(Entries taken from a collection)
╔══

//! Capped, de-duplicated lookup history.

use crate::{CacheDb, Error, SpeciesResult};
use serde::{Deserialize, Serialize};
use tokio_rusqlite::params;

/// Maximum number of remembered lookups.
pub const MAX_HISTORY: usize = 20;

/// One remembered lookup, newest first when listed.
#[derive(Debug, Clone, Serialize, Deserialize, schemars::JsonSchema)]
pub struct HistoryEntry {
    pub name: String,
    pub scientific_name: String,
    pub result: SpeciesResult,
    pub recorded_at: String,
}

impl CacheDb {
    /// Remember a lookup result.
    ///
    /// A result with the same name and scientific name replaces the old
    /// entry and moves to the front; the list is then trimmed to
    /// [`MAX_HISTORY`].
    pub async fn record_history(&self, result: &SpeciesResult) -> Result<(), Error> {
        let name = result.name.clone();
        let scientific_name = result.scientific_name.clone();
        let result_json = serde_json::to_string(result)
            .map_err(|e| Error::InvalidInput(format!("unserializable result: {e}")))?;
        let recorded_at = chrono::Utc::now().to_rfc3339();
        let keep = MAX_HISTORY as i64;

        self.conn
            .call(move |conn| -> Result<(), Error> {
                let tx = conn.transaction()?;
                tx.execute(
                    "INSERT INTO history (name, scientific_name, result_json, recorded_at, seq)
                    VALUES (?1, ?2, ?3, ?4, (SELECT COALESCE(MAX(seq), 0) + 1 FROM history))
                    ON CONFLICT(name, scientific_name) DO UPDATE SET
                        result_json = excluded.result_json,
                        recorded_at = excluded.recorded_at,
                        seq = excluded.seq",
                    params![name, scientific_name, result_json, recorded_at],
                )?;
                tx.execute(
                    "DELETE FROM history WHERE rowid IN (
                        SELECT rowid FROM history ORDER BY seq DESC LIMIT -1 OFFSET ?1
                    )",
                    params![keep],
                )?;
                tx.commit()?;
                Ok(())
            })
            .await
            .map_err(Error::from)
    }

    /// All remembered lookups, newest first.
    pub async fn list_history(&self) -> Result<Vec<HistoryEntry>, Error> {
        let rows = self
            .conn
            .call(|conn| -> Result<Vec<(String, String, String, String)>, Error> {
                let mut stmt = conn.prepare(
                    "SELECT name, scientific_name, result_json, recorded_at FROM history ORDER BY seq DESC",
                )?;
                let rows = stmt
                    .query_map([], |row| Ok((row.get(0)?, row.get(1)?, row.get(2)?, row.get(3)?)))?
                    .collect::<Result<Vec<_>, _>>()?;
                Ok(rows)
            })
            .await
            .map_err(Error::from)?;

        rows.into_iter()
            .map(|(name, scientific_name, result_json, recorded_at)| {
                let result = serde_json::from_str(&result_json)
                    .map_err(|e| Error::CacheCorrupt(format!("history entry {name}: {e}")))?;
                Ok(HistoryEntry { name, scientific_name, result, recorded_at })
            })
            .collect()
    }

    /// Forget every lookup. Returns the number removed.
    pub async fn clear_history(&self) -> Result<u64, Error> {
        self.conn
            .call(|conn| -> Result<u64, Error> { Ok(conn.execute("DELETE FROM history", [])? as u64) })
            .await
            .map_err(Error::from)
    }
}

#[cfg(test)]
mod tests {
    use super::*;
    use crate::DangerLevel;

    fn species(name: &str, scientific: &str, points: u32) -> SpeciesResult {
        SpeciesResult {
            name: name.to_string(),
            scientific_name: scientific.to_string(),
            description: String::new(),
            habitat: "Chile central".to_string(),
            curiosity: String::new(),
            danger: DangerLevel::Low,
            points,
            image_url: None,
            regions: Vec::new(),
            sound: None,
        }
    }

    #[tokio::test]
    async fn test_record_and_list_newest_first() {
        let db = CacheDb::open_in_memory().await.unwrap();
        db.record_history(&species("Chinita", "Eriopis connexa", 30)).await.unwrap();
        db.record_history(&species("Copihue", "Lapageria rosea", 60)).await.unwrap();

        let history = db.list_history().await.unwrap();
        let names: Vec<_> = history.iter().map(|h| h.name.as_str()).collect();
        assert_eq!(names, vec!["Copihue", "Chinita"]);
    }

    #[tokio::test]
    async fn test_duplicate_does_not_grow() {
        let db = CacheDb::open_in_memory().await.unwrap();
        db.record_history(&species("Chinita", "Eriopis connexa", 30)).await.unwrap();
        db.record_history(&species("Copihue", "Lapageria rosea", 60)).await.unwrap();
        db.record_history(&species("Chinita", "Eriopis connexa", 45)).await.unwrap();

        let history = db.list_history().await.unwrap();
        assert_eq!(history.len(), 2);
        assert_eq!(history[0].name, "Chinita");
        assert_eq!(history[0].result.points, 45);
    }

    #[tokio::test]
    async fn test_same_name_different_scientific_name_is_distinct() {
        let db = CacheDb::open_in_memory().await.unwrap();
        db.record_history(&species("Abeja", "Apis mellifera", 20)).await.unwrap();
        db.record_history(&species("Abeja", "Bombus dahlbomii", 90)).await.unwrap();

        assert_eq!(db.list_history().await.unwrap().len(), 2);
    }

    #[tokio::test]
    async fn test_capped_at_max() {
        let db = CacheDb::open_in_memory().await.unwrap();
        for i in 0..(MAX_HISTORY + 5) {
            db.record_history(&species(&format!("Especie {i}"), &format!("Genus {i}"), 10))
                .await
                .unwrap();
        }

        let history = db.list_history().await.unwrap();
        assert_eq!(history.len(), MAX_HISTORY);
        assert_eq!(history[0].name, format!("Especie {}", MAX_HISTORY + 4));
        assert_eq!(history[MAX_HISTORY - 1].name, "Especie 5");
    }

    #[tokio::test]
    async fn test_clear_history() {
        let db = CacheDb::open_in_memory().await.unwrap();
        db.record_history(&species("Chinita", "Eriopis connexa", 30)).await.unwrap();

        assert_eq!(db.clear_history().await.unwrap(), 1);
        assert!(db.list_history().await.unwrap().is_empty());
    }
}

╚══

• **EXERCISE**: Each of the records should be retyped exactly.

• **RESPONSE TO THE TASK**:
//! Capped, de-duplicated lookup history.

use crate::{CacheDb, Error, SpeciesResult};
use serde::{Deserialize, Serialize};
use tokio_rusqlite::params;

/// Maximum number of remembered lookups.
pub const MAX_HISTORY: usize = 20;

/// One remembered lookup, newest first when listed.
#[derive(Debug, Clone, Serialize, Deserialize, schemars::JsonSchema)]
pub struct HistoryEntry {
    pub name: String,
    pub scientific_name: String,
    pub result: SpeciesResult,
    pub recorded_at: String,
}

impl CacheDb {
    /// Remember a lookup result.
    ///
    /// A result with the same name and scientific name replaces the old
    /// entry and moves to the front; the list is then trimmed to
    /// [`MAX_HISTORY`].
    pub async fn record_history(&self, result: &SpeciesResult) -> Result<(), Error> {
        let name = result.name.clone();
        let scientific_name = result.scientific_name.clone();
        let result_json = serde_json::to_string(result)
            .map_err(|e| Error::InvalidInput(format!("unserializable result: {e}")))?;
        let recorded_at = chrono::Utc::now().to_rfc3339();
        let keep = MAX_HISTORY as i64;

        self.conn
            .call(move |conn| -> Result<(), Error> {
                let tx = conn.transaction()?;
                tx.execute(
                    "INSERT INTO history (name, scientific_name, result_json, recorded_at, seq)
                    VALUES (?1, ?2, ?3, ?4, (SELECT COALESCE(MAX(seq), 0) + 1 FROM history))
                    ON CONFLICT(name, scientific_name) DO UPDATE SET
                        result_json = excluded.result_json,
                        recorded_at = excluded.recorded_at,
                        seq = excluded.seq",
                    params![name, scientific_name, result_json, recorded_at],
                )?;
                tx.execute(
                    "DELETE FROM history WHERE rowid IN (
                        SELECT rowid FROM history ORDER BY seq DESC LIMIT -1 OFFSET ?1
                    )",
                    params![keep],
                )?;
                tx.commit()?;
                Ok(())
            })
            .await
            .map_err(Error::from)
    }

    /// All remembered lookups, newest first.
    pub async fn list_history(&self) -> Result<Vec<HistoryEntry>, Error> {
        let rows = self
            .conn
            .call(|conn| -> Result<Vec<(String, String, String, String)>, Error> {
                let mut stmt = conn.prepare(
                    "SELECT name, scientific_name, result_json, recorded_at FROM history ORDER BY seq DESC",
                )?;
                let rows = stmt
                    .query_map([], |row| Ok((row.get(0)?, row.get(1)?, row.get(2)?, row.get(3)?)))?
                    .collect::<Result<Vec<_>, _>>()?;
                Ok(rows)
            })
            .await
            .map_err(Error::from)?;

        rows.into_iter()
            .map(|(name, scientific_name, result_json, recorded_at)| {
                let result = serde_json::from_str(&result_json)
                    .map_err(|e| Error::CacheCorrupt(format!("history entry {name}: {e}")))?;
                Ok(HistoryEntry { name, scientific_name, result, recorded_at })
            })
            .collect()
    }

    /// Forget every lookup. Returns the number removed.
    pub async fn clear_history(&self) -> Result<u64, Error> {
        self.conn
            .call(|conn| -> Result<u64, Error> { Ok(conn.execute("DELETE FROM history", [])? as u64) })
            .await
            .map_err(Error::from)
    }
}

#[cfg(test)]
mod tests {
    use super::*;
    use crate::DangerLevel;

    fn species(name: &str, scientific: &str, points: u32) -> SpeciesResult {
        SpeciesResult {
            name: name.to_string(),
            scientific_name: scientific.to_string(),
            description: String::new(),
            habitat: "Chile central".to_string(),
            curiosity: String::new(),
            danger: DangerLevel::Low,
            points,
            image_url: None,
            regions: Vec::new(),
            sound: None,
        }
    }

    #[tokio::test]
    async fn test_record_and_list_newest_first() {
        let db = CacheDb::open_in_memory().await.unwrap();
        db.record_history(&species("Chinita", "Eriopis connexa", 30)).await.unwrap();
        db.record_history(&species("Copihue", "Lapageria rosea", 60)).await.unwrap();

        let history = db.list_history().await.unwrap();
        let names: Vec<_> = history.iter().map(|h| h.name.as_str()).collect();
        assert_eq!(names, vec!["Copihue", "Chinita"]);
    }

    #[tokio::test]
    async fn test_duplicate_does_not_grow() {
        let db = CacheDb::open_in_memory().await.unwrap();
        db.record_history(&species("Chinita", "Eriopis connexa", 30)).await.unwrap();
        db.record_history(&species("Copihue", "Lapageria rosea", 60)).await.unwrap();
        db.record_history(&species("Chinita", "Eriopis connexa", 45)).await.unwrap();

        let history = db.list_history().await.unwrap();
        assert_eq!(history.len(), 2);
        assert_eq!(history[0].name, "Chinita");
        assert_eq!(history[0].result.points, 45);
    }

    #[tokio::test]
    async fn test_same_name_different_scientific_name_is_distinct() {
        let db = CacheDb::open_in_memory().await.unwrap();
        db.record_history(&species("Abeja", "Apis mellifera", 20)).await.unwrap();
        db.record_history(&species("Abeja", "Bombus dahlbomii", 90)).await.unwrap();

        assert_eq!(db.list_history().await.unwrap().len(), 2);
    }

    #[tokio::test]
    async fn test_capped_at_max() {
        let db = CacheDb::open_in_memory().await.unwrap();
        for i in 0..(MAX_HISTORY + 5) {
            db.record_history(&species(&format!("Especie {i}"), &format!("Genus {i}"), 10))
                .await
                .unwrap();
        }

        let history = db.list_history().await.unwrap();
        assert_eq!(history.len(), MAX_HISTORY);
        assert_eq!(history[0].name, format!("Especie {}", MAX_HISTORY + 4));
        assert_eq!(history[MAX_HISTORY - 1].name, "Especie 5");
    }

    #[tokio::test]
    async fn test_clear_history() {
        let db = CacheDb::open_in_memory().await.unwrap();
        db.record_history(&species("Chinita", "Eriopis connexa", 30)).await.unwrap();

        assert_eq!(db.clear_history().await.unwrap(), 1);
        assert!(db.list_history().await.unwrap().is_empty());
    }
}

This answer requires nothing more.